Directions for this task: Copy each line below that includes "document".

[Provided material — start]

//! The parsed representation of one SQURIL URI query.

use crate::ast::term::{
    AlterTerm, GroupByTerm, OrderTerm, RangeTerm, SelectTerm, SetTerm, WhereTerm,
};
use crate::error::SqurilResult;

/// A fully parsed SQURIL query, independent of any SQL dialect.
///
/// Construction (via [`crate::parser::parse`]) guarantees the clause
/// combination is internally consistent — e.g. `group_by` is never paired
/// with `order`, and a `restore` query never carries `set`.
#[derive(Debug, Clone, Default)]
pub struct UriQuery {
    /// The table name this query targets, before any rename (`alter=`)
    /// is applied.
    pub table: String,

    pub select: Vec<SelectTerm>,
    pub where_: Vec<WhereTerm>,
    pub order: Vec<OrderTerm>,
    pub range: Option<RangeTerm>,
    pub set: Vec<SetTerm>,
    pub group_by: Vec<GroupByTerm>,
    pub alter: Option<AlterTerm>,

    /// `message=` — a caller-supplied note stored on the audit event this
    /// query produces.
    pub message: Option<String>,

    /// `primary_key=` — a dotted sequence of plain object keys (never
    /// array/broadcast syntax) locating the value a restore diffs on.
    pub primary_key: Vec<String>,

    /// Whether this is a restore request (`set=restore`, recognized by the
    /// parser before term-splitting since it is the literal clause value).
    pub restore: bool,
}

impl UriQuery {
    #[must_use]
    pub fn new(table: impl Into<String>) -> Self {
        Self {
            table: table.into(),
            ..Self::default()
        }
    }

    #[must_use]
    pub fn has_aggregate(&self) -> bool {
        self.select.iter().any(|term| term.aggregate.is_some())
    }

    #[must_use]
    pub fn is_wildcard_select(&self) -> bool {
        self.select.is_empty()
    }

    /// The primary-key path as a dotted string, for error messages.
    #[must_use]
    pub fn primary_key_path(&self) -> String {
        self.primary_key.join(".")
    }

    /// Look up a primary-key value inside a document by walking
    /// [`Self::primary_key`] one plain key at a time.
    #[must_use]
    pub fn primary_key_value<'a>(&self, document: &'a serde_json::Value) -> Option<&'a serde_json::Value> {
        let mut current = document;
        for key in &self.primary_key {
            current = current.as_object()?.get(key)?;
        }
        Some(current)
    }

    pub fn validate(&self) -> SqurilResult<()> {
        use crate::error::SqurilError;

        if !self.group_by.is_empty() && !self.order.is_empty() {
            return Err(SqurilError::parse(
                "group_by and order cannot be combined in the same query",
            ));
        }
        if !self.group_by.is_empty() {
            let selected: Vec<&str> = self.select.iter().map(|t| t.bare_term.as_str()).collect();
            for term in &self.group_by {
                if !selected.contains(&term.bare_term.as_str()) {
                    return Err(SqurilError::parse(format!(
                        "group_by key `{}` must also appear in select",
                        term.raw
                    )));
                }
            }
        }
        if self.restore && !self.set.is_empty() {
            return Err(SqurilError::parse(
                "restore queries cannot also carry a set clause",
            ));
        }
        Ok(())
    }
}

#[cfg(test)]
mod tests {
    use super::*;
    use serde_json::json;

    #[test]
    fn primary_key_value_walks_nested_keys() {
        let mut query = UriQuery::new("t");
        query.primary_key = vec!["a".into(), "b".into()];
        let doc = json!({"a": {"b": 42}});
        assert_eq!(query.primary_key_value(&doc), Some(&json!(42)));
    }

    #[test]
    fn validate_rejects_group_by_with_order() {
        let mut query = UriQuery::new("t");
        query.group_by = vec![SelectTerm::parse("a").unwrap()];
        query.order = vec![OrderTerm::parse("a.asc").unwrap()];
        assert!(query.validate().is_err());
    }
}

[Provided material — finish]
[Provided material — start]

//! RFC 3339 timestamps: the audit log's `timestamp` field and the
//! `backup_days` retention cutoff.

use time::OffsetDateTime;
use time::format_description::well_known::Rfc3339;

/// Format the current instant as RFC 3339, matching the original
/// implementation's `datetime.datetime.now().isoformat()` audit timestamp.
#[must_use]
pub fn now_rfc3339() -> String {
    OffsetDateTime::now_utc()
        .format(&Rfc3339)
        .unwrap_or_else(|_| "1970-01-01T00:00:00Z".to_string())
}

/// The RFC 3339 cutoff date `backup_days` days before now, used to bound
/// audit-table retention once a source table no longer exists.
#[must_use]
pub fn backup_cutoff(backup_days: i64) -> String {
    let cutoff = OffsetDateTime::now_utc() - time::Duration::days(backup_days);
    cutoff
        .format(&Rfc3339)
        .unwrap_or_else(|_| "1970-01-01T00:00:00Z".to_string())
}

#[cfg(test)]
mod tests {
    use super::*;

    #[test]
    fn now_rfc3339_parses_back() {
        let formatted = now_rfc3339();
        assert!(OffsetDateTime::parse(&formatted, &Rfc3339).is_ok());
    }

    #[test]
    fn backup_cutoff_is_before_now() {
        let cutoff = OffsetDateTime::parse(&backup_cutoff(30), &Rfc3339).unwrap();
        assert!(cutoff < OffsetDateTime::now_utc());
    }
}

[Provided material — finish]

Response:
    /// Look up a primary-key value inside a document by walking
    pub fn primary_key_value<'a>(&self, document: &'a serde_json::Value) -> Option<&'a serde_json::Value> {
        let mut current = document;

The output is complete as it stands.